Data for review: Begin
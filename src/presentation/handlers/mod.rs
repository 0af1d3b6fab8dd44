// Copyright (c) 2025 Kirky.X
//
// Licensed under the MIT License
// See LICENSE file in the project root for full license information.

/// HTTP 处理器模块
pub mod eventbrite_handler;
Data for review: End
Data for review: Begin
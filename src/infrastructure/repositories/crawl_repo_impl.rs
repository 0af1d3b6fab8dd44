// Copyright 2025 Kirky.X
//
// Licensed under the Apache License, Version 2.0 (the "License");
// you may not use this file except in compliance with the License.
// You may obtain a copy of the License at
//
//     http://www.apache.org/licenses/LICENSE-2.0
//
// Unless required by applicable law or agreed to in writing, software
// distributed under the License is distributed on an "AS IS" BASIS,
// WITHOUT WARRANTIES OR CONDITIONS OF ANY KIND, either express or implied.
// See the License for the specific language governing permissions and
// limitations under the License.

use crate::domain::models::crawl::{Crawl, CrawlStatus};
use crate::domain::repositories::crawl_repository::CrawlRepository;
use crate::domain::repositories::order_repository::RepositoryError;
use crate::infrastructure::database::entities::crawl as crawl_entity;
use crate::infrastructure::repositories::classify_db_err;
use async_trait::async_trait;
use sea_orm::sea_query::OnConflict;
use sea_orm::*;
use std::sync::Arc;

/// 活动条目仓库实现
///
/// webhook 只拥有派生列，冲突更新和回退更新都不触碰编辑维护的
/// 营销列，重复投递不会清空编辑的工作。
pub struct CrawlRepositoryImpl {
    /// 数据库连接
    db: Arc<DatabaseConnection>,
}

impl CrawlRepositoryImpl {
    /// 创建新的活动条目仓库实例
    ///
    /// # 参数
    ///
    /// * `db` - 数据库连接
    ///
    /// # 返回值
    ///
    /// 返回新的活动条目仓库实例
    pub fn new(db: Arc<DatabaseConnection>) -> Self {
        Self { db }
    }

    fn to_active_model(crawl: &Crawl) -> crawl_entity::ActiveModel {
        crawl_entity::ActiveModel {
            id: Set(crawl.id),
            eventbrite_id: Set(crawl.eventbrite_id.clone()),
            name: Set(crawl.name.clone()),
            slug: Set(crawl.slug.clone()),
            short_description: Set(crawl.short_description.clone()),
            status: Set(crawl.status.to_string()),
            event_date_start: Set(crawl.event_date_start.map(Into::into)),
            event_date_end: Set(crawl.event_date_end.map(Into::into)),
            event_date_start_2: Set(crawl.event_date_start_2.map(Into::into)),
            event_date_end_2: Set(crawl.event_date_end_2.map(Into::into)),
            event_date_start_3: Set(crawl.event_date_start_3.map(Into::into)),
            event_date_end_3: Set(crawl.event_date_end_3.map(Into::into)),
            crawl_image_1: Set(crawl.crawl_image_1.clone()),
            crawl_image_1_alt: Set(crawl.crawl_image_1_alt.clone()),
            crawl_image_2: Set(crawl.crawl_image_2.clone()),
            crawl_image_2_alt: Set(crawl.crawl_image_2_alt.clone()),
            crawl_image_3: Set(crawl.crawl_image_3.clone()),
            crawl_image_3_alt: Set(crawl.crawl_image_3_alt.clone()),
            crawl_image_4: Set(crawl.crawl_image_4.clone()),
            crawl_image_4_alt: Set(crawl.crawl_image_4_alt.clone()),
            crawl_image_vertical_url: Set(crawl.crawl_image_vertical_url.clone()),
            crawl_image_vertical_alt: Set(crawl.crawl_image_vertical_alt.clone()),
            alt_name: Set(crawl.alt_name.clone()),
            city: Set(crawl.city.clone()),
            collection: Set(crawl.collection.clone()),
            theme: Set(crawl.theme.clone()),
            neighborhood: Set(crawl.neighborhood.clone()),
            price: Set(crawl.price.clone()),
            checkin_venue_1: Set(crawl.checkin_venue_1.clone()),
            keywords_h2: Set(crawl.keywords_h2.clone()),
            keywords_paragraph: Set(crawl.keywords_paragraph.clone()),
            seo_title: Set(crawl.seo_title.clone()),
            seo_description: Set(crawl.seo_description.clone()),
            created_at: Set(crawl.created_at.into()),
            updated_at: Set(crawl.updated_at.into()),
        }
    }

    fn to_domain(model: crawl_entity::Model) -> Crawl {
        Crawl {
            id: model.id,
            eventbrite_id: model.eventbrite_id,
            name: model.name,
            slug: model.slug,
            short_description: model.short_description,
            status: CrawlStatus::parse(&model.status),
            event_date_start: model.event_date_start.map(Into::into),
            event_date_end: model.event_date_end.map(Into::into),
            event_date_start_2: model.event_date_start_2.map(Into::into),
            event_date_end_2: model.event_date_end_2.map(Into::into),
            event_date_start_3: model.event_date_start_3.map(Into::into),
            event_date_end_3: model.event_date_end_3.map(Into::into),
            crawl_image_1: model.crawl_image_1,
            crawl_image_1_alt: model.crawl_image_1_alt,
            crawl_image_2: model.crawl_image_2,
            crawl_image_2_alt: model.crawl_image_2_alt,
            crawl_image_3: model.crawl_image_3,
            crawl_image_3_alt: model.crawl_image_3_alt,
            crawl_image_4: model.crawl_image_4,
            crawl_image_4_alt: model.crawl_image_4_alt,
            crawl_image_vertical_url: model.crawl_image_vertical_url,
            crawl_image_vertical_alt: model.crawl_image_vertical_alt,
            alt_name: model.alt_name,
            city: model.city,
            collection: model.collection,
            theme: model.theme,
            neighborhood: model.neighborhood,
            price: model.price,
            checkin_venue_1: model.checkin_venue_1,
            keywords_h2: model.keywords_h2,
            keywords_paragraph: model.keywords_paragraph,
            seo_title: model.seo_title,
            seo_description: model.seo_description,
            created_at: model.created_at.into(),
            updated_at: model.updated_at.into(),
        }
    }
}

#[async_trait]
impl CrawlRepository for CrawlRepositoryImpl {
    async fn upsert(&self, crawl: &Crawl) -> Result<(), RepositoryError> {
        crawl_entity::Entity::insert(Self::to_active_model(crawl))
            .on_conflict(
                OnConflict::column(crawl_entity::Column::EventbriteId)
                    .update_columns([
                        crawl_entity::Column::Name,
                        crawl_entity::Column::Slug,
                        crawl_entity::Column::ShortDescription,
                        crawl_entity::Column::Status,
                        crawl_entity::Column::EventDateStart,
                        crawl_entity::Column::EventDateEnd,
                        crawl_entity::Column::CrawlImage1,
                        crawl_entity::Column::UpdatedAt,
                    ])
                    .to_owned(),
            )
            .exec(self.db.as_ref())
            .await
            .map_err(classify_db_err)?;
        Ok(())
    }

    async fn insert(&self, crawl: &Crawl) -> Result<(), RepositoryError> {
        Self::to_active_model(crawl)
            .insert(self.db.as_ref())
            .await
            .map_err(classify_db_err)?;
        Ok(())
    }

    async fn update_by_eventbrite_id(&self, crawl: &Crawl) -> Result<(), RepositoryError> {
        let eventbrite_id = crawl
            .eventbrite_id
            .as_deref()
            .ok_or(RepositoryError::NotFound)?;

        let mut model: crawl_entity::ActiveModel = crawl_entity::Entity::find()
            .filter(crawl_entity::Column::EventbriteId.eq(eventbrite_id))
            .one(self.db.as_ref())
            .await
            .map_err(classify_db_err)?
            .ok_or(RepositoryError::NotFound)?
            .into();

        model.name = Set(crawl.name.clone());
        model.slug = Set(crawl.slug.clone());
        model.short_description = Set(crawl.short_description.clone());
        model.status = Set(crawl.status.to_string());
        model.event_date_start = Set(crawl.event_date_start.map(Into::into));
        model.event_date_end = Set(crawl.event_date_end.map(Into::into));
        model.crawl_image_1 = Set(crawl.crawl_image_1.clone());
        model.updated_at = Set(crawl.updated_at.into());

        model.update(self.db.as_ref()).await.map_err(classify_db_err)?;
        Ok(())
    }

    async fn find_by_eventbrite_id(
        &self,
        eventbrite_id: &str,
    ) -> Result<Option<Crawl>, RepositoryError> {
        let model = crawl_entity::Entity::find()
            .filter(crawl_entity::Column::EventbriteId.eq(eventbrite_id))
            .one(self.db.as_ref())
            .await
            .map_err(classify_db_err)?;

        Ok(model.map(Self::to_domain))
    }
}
Data for review: End
__What this task involves__: State how many lines in the records above contain the word "filename". Give nothing but the number.

__Response to the exercise__: 2